Gdynia 2007
Reklama

Najdłużej oklaskiwane filmy w Gdyni

Trzeci dzień festiwalu w Gdyni (13 września) przyniósł kolejne projekcje młodych reżyserów: debiut Adama Guzińskiego "Chłopiec na galopującym koniu" oraz znajdujący się już w kinowej dystrybucji "Palimpsest" Konrada Niewolskiego. Szerokiej publiczności podobają się jednak najnowsze filmy uznanych twórców: "Jasminum" Jana Jakuba Kolskiego i "Plac Zbawiciela" duetu Krazue. Najdłużej oklaskiwanym filmem festiwalu pozostaje jednak nadal "Kto nigdy nie żył..." Andrzeja Seweryna.

O ufundowaną przez Radio Gdańsk nagrodę Złotego Klakiera walczą wszystkie startujące w konkursie głównym filmy, a jej miarą jest czas aplauzu po projekcji obrazu. Prawie półtorej minuty (1' 29'') oklasków dla filmu Seweryna nadal pozostaje niedoścignionym wynikiem, choć środowe pokazy sprawiły, że dotychczasowy wicelider rankingu - "Chaos" Xawerego Żuławskiego (1' 07'') - spadł na czwarte miejsce. Drugim najdłużej oklaskiwanym filmem został "Plac Zbawiciela" (1' 12''), o jedna sekundę wyprzedzając "Jasminum" (1' 11'').

Reklama

Czwartek (14 września) powinien w tej materii przynieść kolejne, być może ostateczne rozstrzygnięcia - tego dnia bowiem w Teatrze Muzycznym zaprezentowane zostaną: "Wszyscy jesteśmy Chrystusami" Marka Koterskiego (murowana "ponadminutówka") i "Samotność w sieci" Witolda Adamka.

Obok publiczności, której stosunek do filmu mierzy Radio Gdańsk, nastroje wśród krytyków bada "Rzeczpospolita". Po pierwszych, nisko ocenionych filmach, kolejne dni przyniosły znacznie lepsze oceny. Zdecydowanie - z niewiarygodną średnią 5,2 (w sześciostopniowej skali ocen) - prowadzi "Plac Zbawiciela". Trochę gorzej 5 krytyków punktujących dla 'Rzeczpospolitej" oceniło "Jasminum" (4,0) oraz "Palimpsest" (3,8). "Chłopiec na galopującym koniu" debiutanta Adama Guzińskiego uzbierał średnią 3,2.

Spośród zaprezentowanych do tej pory debiutów największe uznanie krytyków wzbudził właśnie film Adama Guzińskiego.

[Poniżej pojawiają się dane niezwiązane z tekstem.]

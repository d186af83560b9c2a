use log::debug;

use super::columns::{ColSet, ColSpec, USERS_KEY_COL};
use super::state::{Direction, SortState};

#[derive(Debug, PartialEq, Eq)]
struct OrderSpec {
    column: &'static str,
    direction: Direction,
    collation: Option<&'static str>,
}

/// ORDER BY for a listing: at most one requested column, then the unique key
/// so that ties (and the unsorted case) always come back in the same order.
#[derive(Debug, PartialEq, Eq)]
pub struct Order {
    order_specs: Vec<OrderSpec>,
}

impl Order {
    /// Resolves the sort state against `col_set`. An absent or unknown column
    /// falls back to the default order rather than failing.
    pub fn from_sort_state(sort: &SortState, col_set: ColSet) -> Self {
        let requested = sort.column.as_deref().and_then(|column| {
            let col_spec = col_set.get(column);
            if col_spec.is_none() {
                debug!("Ignoring unknown sort column '{}'", column);
            }
            col_spec
        });

        match requested {
            Some(col_spec) => Order {
                order_specs: vec![
                    Self::spec(col_spec, sort.direction),
                    Self::spec(&USERS_KEY_COL, sort.direction),
                ],
            },
            None => Self::default_order(),
        }
    }

    pub fn default_order() -> Self {
        Order {
            order_specs: vec![Self::spec(&USERS_KEY_COL, Direction::Asc)],
        }
    }

    fn spec(col_spec: &'static ColSpec, direction: Direction) -> OrderSpec {
        OrderSpec {
            column: col_spec.name_db,
            direction,
            collation: col_spec.collation(),
        }
    }

    pub fn to_order_clause(&self) -> String {
        let mut order_clause = "\nORDER BY ".to_string();
        let mut first = true;

        for order in &self.order_specs {
            match first {
                true => first = false,
                false => order_clause.push_str(", "),
            }

            order_clause.push_str(order.column);

            if let Some(collation) = order.collation {
                order_clause.push_str(" COLLATE ");
                order_clause.push_str(collation);
            }

            order_clause.push(' ');
            order_clause.push_str(order.direction.as_sql());
        }
        order_clause
    }
}

#[cfg(test)]
mod tests {
    use super::*;
    use pretty_assertions::assert_eq;

    fn clause(sort: SortState) -> String {
        Order::from_sort_state(&sort, ColSet::users()).to_order_clause()
    }

    #[test]
    fn test_default_order() {
        assert_eq!(clause(SortState::default()), "\nORDER BY users.id ASC");
        assert_eq!(
            Order::from_sort_state(&SortState::default(), ColSet::users()),
            Order::default_order()
        );
    }

    #[test]
    fn test_known_column_with_tiebreaker() {
        assert_eq!(
            clause(SortState::new("first_name", Direction::Asc)),
            "\nORDER BY users.first_name COLLATE NOCASE ASC, users.id ASC"
        );
        assert_eq!(
            clause(SortState::new("created_at", Direction::Desc)),
            "\nORDER BY users.created_at DESC, users.id DESC"
        );
    }

    #[test]
    fn test_unknown_column_falls_back() {
        assert_eq!(
            clause(SortState::new("password", Direction::Desc)),
            "\nORDER BY users.id ASC"
        );
        assert_eq!(
            clause(SortState::new("id; DROP TABLE users", Direction::Asc)),
            "\nORDER BY users.id ASC"
        );
    }
}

Jest on jednym z mocniejszych kandydatów do nagrody za najlepszy debiut (choć walczy o nią... połowa konkursowych obrazów).

"Widziałem jak sami bracia Dardenne oklaskiwali ten film po pokazie z Cannes" - mówił podczas konferencji prasowej producent "Chłopca..." Piotr Dzięcioł i dodał, że Adam Guziński jest wielkim admiratorem ich twórczości.

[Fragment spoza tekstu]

use std::fmt::Debug;

use chrono::NaiveDateTime;
use rusqlite::ToSql;

use crate::users::UserState;
use crate::utils::Utils;

use super::state::FilterState;

/// Defines the behavior of a filter.
pub trait Filter: Debug {
    /// return predicate text and params
    fn to_predicate_parts(&self) -> (String, Vec<Box<dyn ToSql>>);
}

/// Exact match on a text column
#[derive(Debug, Clone)]
pub struct EqualsFilter {
    col_db: &'static str,
    value: String,
}

impl EqualsFilter {
    pub fn new(col_db: &'static str, value: impl Into<String>) -> Self {
        EqualsFilter {
            col_db,
            value: value.into(),
        }
    }

    pub fn state(state: UserState) -> Self {
        Self::new("users.state", state.as_ref())
    }

    pub fn role(role: &str) -> Self {
        Self::new("users.role", role)
    }
}

impl Filter for EqualsFilter {
    fn to_predicate_parts(&self) -> (String, Vec<Box<dyn ToSql>>) {
        let pred_vec: Vec<Box<dyn ToSql>> = vec![Box::new(self.value.clone())];
        (format!("({} = ?)", self.col_db), pred_vec)
    }
}

/// Keeps users associated with every one of `skill_ids`.
///
/// Matching associations are grouped per user and counted; only users whose
/// count equals the number of requested skills qualify. A plain
/// `skill_id IN (...)` join would keep users having any one of them.
#[derive(Debug, Clone)]
pub struct SkillsFilter {
    skill_ids: Vec<i64>,
}

impl SkillsFilter {
    /// Returns `None` for an empty set, which constrains nothing
    pub fn new<I: IntoIterator<Item = i64>>(skill_ids: I) -> Option<Self> {
        let mut skill_ids: Vec<i64> = skill_ids.into_iter().collect();
        skill_ids.sort_unstable();
        skill_ids.dedup();

        (!skill_ids.is_empty()).then_some(SkillsFilter { skill_ids })
    }
}

impl Filter for SkillsFilter {
    fn to_predicate_parts(&self) -> (String, Vec<Box<dyn ToSql>>) {
        let placeholders = vec!["?"; self.skill_ids.len()].join(", ");
        let pred_str = format!(
            "(users.id IN (SELECT user_skill.user_id FROM user_skill \
             WHERE user_skill.skill_id IN ({placeholders}) \
             GROUP BY user_skill.user_id \
             HAVING COUNT(DISTINCT user_skill.skill_id) = ?))"
        );

        let mut pred_vec: Vec<Box<dyn ToSql>> = self
            .skill_ids
            .iter()
            .map(|id| Box::new(*id) as Box<dyn ToSql>)
            .collect();
        pred_vec.push(Box::new(self.skill_ids.len() as i64));

        (pred_str, pred_vec)
    }
}

/// Inclusive bounds on a date column. Either bound may be open.
#[derive(Debug, Clone)]
pub struct DateFilter {
    date_col_db: &'static str,
    from: Option<NaiveDateTime>,
    to: Option<NaiveDateTime>,
}

impl DateFilter {
    pub fn created_at(from: Option<NaiveDateTime>, to: Option<NaiveDateTime>) -> Option<Self> {
        if from.is_none() && to.is_none() {
            return None;
        }
        Some(DateFilter {
            date_col_db: "users.created_at",
            from,
            to,
        })
    }
}

impl Filter for DateFilter {
    fn to_predicate_parts(&self) -> (String, Vec<Box<dyn ToSql>>) {
        let mut preds: Vec<String> = Vec::new();
        let mut pred_vec: Vec<Box<dyn ToSql>> = Vec::new();

        if let Some(from) = &self.from {
            preds.push(format!("{} >= ?", self.date_col_db));
            pred_vec.push(Box::new(Utils::format_db_datetime(from)));
        }

        if let Some(to) = &self.to {
            preds.push(format!("{} <= ?", self.date_col_db));
            pred_vec.push(Box::new(Utils::format_db_datetime(to)));
        }

        (format!("({})", preds.join(" AND ")), pred_vec)
    }
}

/// A conjunction of filters. Empty means "all records".
#[derive(Debug, Default)]
pub struct Predicate {
    filters: Vec<Box<dyn Filter>>,
}

impl Predicate {
    pub fn and(mut self, filter: impl Filter + 'static) -> Self {
        self.filters.push(Box::new(filter));
        self
    }

    /// `\nWHERE ...` (or nothing) and the parameters to bind, in placeholder order
    pub fn to_where_clause(&self) -> (String, Vec<Box<dyn ToSql>>) {
        let mut where_clause = String::new();
        let mut params_vec: Vec<Box<dyn ToSql>> = Vec::new();

        let mut first = true;
        for filter in &self.filters {
            match first {
                true => {
                    where_clause.push_str("\nWHERE ");
                    first = false;
                }
                false => where_clause.push_str(" AND "),
            }

            let (pred_str, pred_vec) = filter.to_predicate_parts();
            where_clause.push_str(&pred_str);
            params_vec.extend(pred_vec);
        }

        (where_clause, params_vec)
    }
}

pub struct FilterBuilder;

impl FilterBuilder {
    /// Translates the present fields of `filter_state` into a predicate
    pub fn build(filter_state: &FilterState) -> Predicate {
        let mut predicate = Predicate::default();

        if let Some(state) = filter_state.state {
            predicate = predicate.and(EqualsFilter::state(state));
        }

        if let Some(role) = &filter_state.role {
            predicate = predicate.and(EqualsFilter::role(role));
        }

        if let Some(skills_filter) = SkillsFilter::new(filter_state.skill_ids.iter().copied()) {
            predicate = predicate.and(skills_filter);
        }

        if let Some(date_filter) = DateFilter::created_at(filter_state.from, filter_state.to) {
            predicate = predicate.and(date_filter);
        }

        predicate
    }
}

#[cfg(test)]
mod tests {
    use super::*;
    use crate::database::Database;
    use crate::skills::Skill;
    use crate::users::NewUser;
    use pretty_assertions::assert_eq;
    use rusqlite::Connection;
    use std::collections::BTreeSet;

    fn insert_user(conn: &Connection, email: &str, created_at: &str) -> i64 {
        NewUser::new("Test", "User", email, Utils::parse_db_datetime(created_at).unwrap())
            .insert(conn)
            .unwrap()
    }

    /// Ids of users matched by the predicate, ascending
    fn matching_ids(conn: &Connection, predicate: &Predicate) -> Vec<i64> {
        let (where_clause, params_vec) = predicate.to_where_clause();
        let sql = format!("SELECT users.id FROM users{where_clause}\nORDER BY users.id");
        let sql_params: Vec<&dyn ToSql> = params_vec.iter().map(|b| &**b).collect();
        let mut stmt = conn.prepare(&sql).unwrap();
        let rows = stmt
            .query_map(&sql_params[..], |row| row.get::<_, i64>(0))
            .unwrap();
        rows.map(|r| r.unwrap()).collect()
    }

    fn skills_state(ids: &[i64]) -> FilterState {
        FilterState {
            skill_ids: ids.iter().copied().collect::<BTreeSet<_>>(),
            ..FilterState::default()
        }
    }

    #[test]
    fn test_empty_state_builds_empty_predicate() {
        let predicate = FilterBuilder::build(&FilterState::default());
        let (where_clause, params_vec) = predicate.to_where_clause();
        assert_eq!(where_clause, "");
        assert!(params_vec.is_empty());
    }

    #[test]
    fn test_predicate_text_is_conjunctive() {
        let filter_state = FilterState {
            state: Some(UserState::Active),
            role: Some("admin".into()),
            ..FilterState::default()
        };
        let predicate = FilterBuilder::build(&filter_state);

        let (where_clause, params_vec) = predicate.to_where_clause();
        assert_eq!(
            where_clause,
            "\nWHERE (users.state = ?) AND (users.role = ?)"
        );
        assert_eq!(params_vec.len(), 2);
    }

    #[test]
    fn test_skills_filter_binds_ids_then_count() {
        let filter = SkillsFilter::new([5, 2, 5]).unwrap();
        let (pred_str, pred_vec) = filter.to_predicate_parts();
        assert!(pred_str.contains("IN (?, ?)"));
        assert!(pred_str.contains("HAVING COUNT(DISTINCT user_skill.skill_id) = ?"));
        assert_eq!(pred_vec.len(), 3);
        assert!(SkillsFilter::new(Vec::new()).is_none());
    }

    #[test]
    fn test_state_filter_is_equality_only() {
        let conn = Database::open_in_memory();
        let active = insert_user(&conn, "active@example.com", "2018-10-01 12:00:00");
        let inactive = NewUser::new(
            "Test",
            "User",
            "inactive@example.com",
            Utils::parse_db_datetime("2018-10-01 12:00:00").unwrap(),
        )
        .with_state(UserState::Inactive)
        .with_role("admin")
        .insert(&conn)
        .unwrap();

        let active_only = FilterBuilder::build(&FilterState {
            state: Some(UserState::Active),
            ..FilterState::default()
        });
        assert_eq!(matching_ids(&conn, &active_only), vec![active]);

        let inactive_only = FilterBuilder::build(&FilterState {
            state: Some(UserState::Inactive),
            ..FilterState::default()
        });
        assert_eq!(matching_ids(&conn, &inactive_only), vec![inactive]);
    }

    #[test]
    fn test_role_filter() {
        let conn = Database::open_in_memory();
        let created_at = Utils::parse_db_datetime("2018-10-01 12:00:00").unwrap();
        let admin = NewUser::new("A", "Admin", "admin@example.com", created_at)
            .with_role("admin")
            .insert(&conn)
            .unwrap();
        let user = NewUser::new("U", "User", "user@example.com", created_at)
            .insert(&conn)
            .unwrap();

        let admins = FilterBuilder::build(&FilterState {
            role: Some("admin".into()),
            ..FilterState::default()
        });
        assert_eq!(matching_ids(&conn, &admins), vec![admin]);

        let users = FilterBuilder::build(&FilterState {
            role: Some("user".into()),
            ..FilterState::default()
        });
        assert_eq!(matching_ids(&conn, &users), vec![user]);
    }

    #[test]
    fn test_skills_filter_is_intersection() {
        let conn = Database::open_in_memory();
        let php = Skill::get_or_create(&conn, "php").unwrap();
        let css = Skill::get_or_create(&conn, "css").unwrap();
        let js = Skill::get_or_create(&conn, "js").unwrap();

        let backend_dev = insert_user(&conn, "backend@example.com", "2018-10-01 12:00:00");
        Skill::attach(&conn, backend_dev, &[php.id]).unwrap();

        let full_stack_dev = insert_user(&conn, "full@example.com", "2018-10-01 12:00:00");
        Skill::attach(&conn, full_stack_dev, &[php.id, css.id]).unwrap();

        let frontend_dev = insert_user(&conn, "frontend@example.com", "2018-10-01 12:00:00");
        Skill::attach(&conn, frontend_dev, &[css.id]).unwrap();

        let polyglot = insert_user(&conn, "poly@example.com", "2018-10-01 12:00:00");
        Skill::attach(&conn, polyglot, &[php.id, css.id, js.id]).unwrap();

        let predicate = FilterBuilder::build(&skills_state(&[php.id, css.id]));
        assert_eq!(
            matching_ids(&conn, &predicate),
            vec![full_stack_dev, polyglot]
        );

        let predicate = FilterBuilder::build(&skills_state(&[php.id]));
        assert_eq!(
            matching_ids(&conn, &predicate),
            vec![backend_dev, full_stack_dev, polyglot]
        );
    }

    #[test]
    fn test_unknown_skill_matches_nobody() {
        let conn = Database::open_in_memory();
        let php = Skill::get_or_create(&conn, "php").unwrap();
        let dev = insert_user(&conn, "dev@example.com", "2018-10-01 12:00:00");
        Skill::attach(&conn, dev, &[php.id]).unwrap();

        let predicate = FilterBuilder::build(&skills_state(&[php.id, 999]));
        assert!(matching_ids(&conn, &predicate).is_empty());
    }

    fn date_fixture(conn: &Connection) -> (i64, i64, i64, i64) {
        let newest = insert_user(conn, "newest@example.com", "2018-10-02 12:00:00");
        let oldest = insert_user(conn, "oldest@example.com", "2018-09-29 12:00:00");
        let new_user = insert_user(conn, "new@example.com", "2018-10-01 00:00:00");
        let old_user = insert_user(conn, "old@example.com", "2018-09-30 23:59:59");
        (newest, oldest, new_user, old_user)
    }

    fn date_state(from: Option<&str>, to: Option<&str>) -> FilterState {
        FilterState {
            from: from
                .and_then(Utils::parse_query_date)
                .map(Utils::start_of_day),
            to: to.and_then(Utils::parse_query_date).map(Utils::end_of_day),
            ..FilterState::default()
        }
    }

    #[test]
    fn test_from_date_is_inclusive() {
        let conn = Database::open_in_memory();
        let (newest, _oldest, new_user, _old_user) = date_fixture(&conn);

        let predicate = FilterBuilder::build(&date_state(Some("01/10/2018"), None));
        assert_eq!(matching_ids(&conn, &predicate), vec![newest, new_user]);
    }

    #[test]
    fn test_to_date_is_inclusive() {
        let conn = Database::open_in_memory();
        let (_newest, oldest, _new_user, old_user) = date_fixture(&conn);

        let predicate = FilterBuilder::build(&date_state(None, Some("30/09/2018")));
        assert_eq!(matching_ids(&conn, &predicate), vec![oldest, old_user]);
    }

    #[test]
    fn test_date_range_composes() {
        let conn = Database::open_in_memory();
        let (_newest, _oldest, new_user, old_user) = date_fixture(&conn);

        let predicate =
            FilterBuilder::build(&date_state(Some("30/09/2018"), Some("01/10/2018")));
        assert_eq!(matching_ids(&conn, &predicate), vec![new_user, old_user]);
    }

    #[test]
    fn test_inverted_range_is_empty_not_an_error() {
        let conn = Database::open_in_memory();
        date_fixture(&conn);

        let predicate =
            FilterBuilder::build(&date_state(Some("02/10/2018"), Some("29/09/2018")));
        assert!(matching_ids(&conn, &predicate).is_empty());
    }
}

Sam Guziński przyznał, że w kręgu jego zainteresowań jest także kino irańskie, a to, co powiedział o swym filmie - że koncentruje się bardziej na "trwaniu zdarzeń niż na toku akcji" - można z powodzeniem przypisać właśnie irańskiej kinematografii.

Ascetyczny i minimalistyczny film Guzińskiego ewokuje jednak wyraźniej jedno z arcydzieł polskiego kina -"Żywot Mateusza" Witolda Leszczyńskiego. Tak jak film twórcy "Konopielki", tak "Chłopiec na galopującym koniu" oparty jest na opowiadaniu norweskiego pisarza Tarjei Vesaasa. Historię związku pisarza (Piotr Bajor) oraz fotografki (żona Zbigniewa Zamachowskiego- Aleksandra Justa) opowiedział reżyser przy pomocy "gry gestów i spojrzeń" a utkana jest ona w wielkim stopniu z niedomówień.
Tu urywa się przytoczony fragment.